1. As discussed above, the Class Plaintiff’s Lead Counsel believes that the claims asserted against the Individual Defendants and Wells Fargo have merit and that there is evidence to support those claims. The Class Plaintiff’s Lead Counsel recognizes, however, the expense and length of continued proceedings necessary to prosecute the Class Action through trial and appeal, as well as the risk that the Court could have adopted Defendants’ view of the applicable legal standard or of the underlying evidence, and could grant a motion by Defendants for summary judgment or otherwise enter judgment in favor of Defendants. If the Court or a jury after trial determined, after reviewing the evidence, that the Individual Defendants did not breach fiduciary duties of care, loyalty and good faith, or that Wells Fargo did not aid and abet a breach of fiduciary duties, the claims at issue against the Individual Defendants and/or Wells Fargo could be denied and no judgment for the benefit of ANF Stockholders would be achieved. Class Plaintiff’s Lead Counsel also considered the expense and length of continued proceedings necessary to pursue the claims against the Individual Defendants and Wells Fargo through trial, as well as the uncertainty of appeals.

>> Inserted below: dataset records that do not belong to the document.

// Copyright (c) 2025 R3BL LLC. Licensed under Apache License, Version 2.0.

//! The reactor itself: owns the listener, the two slabs, the keep-alive
//! pool and the shutdown signal source, and drives every state machine
//! transition from dial through keep-alive off one `mio::Poll`.

use std::io::{self, Read, Write};
use std::net::SocketAddr;
use std::time::{Duration, Instant};

use mio::{Events, Interest, Poll};
use signal_hook::consts::{SIGHUP, SIGINT, SIGTERM};
use signal_hook_mio::v1_0::Signals;
use slab::Slab;
use tracing::{debug, info, warn};

use pulsecheck_wire::{RemoteAddress, RequestFrame, Verdict, REQUEST_FRAME_LEN};

use crate::client_conn::ClientConn;
use crate::config::{EngineConfig, REACTOR_POLL_TIMEOUT, TIMEOUT_FRESH_DIAL, TIMEOUT_KEEP_ALIVE, TIMEOUT_RECOVERY};
use crate::dial::{self, DialOutcome};
use crate::entry::{self, CheckEntry, CheckState, HTTP_REQUEST};
use crate::error::EngineError;
use crate::pool::KeepAlivePool;
use crate::tokens::{self, TokenKind};
use crate::unix_socket;

/// A flattened, owned copy of the readiness flags the dispatch loop cares about.
/// Collected up front each `poll()` cycle so dispatch can freely mutate
/// `self` without fighting the borrow checker over `self.events`.
#[derive(Clone, Copy)]
struct Readiness {
    token: mio::Token,
    readable: bool,
    writable: bool,
    /// `PEER_HUP`, `HUP` and `ERROR` collapse into one flag: every state
    /// every state in the check state machine treats the three identically ("peer is gone, or
    /// something broke").
    hup_or_error: bool,
}

impl Readiness {
    fn from_event(event: &mio::event::Event) -> Self {
        Self {
            token: event.token(),
            readable: event.is_readable(),
            writable: event.is_writable(),
            hup_or_error: event.is_read_closed() || event.is_write_closed() || event.is_error(),
        }
    }
}

enum ReadChunk {
    Data(usize),
    Eof,
    WouldBlock,
}

fn read_chunk(stream: &mut mio::net::TcpStream, buf: &mut [u8]) -> io::Result<ReadChunk> {
    loop {
        match stream.read(buf) {
            Ok(0) => return Ok(ReadChunk::Eof),
            Ok(n) => return Ok(ReadChunk::Data(n)),
            Err(e) if e.kind() == io::ErrorKind::WouldBlock => return Ok(ReadChunk::WouldBlock),
            Err(e) if e.kind() == io::ErrorKind::Interrupted => continue,
            Err(e) => return Err(e),
        }
    }
}

enum WriteOutcome {
    Pending,
    Complete,
    Error(io::Error),
}

fn drive_write(stream: &mut mio::net::TcpStream, position: &mut usize) -> WriteOutcome {
    loop {
        if *position >= HTTP_REQUEST.len() {
            return WriteOutcome::Complete;
        }
        match stream.write(&HTTP_REQUEST[*position..]) {
            Ok(0) => return WriteOutcome::Error(io::Error::new(io::ErrorKind::WriteZero, "write returned 0")),
            Ok(n) => *position += n,
            Err(e) if e.kind() == io::ErrorKind::WouldBlock => return WriteOutcome::Pending,
            Err(e) if e.kind() == io::ErrorKind::Interrupted => continue,
            Err(e) => return WriteOutcome::Error(e),
        }
    }
}

/// Verdict to use for a mid-check failure that isn't a protocol violation:
/// fail on a fresh connection, retry on a reused one.
fn fail_or_retry(first: bool) -> Verdict {
    if first {
        Verdict::Fail
    } else {
        Verdict::Retry
    }
}

pub struct Engine {
    poll: Poll,
    events: Events,
    listener: mio::net::UnixListener,
    signals: Signals,
    checks: Slab<CheckEntry>,
    clients: Slab<ClientConn>,
    pool: KeepAlivePool,
    running: bool,
    last_sweep: Instant,
    config: EngineConfig,
}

2. The Class Plaintiff has taken into account the uncertain outcome and the risk of any litigation, especially in complex class actions such as this Class Action, as well as the difficulties and delay inherent in such litigation, particularly delays and possible appeals, even assuming that the Class Plaintiff prevails at trial. The Class Plaintiff and his counsel are also mindful of the inherent problems of proof and possible defenses to the claims asserted in the Class Action. Based on their evaluation, the Class Plaintiff and his counsel have determined that the Settlement set forth in this Stipulation is fair, reasonable and adequate and in the best interests of ANF Stockholders.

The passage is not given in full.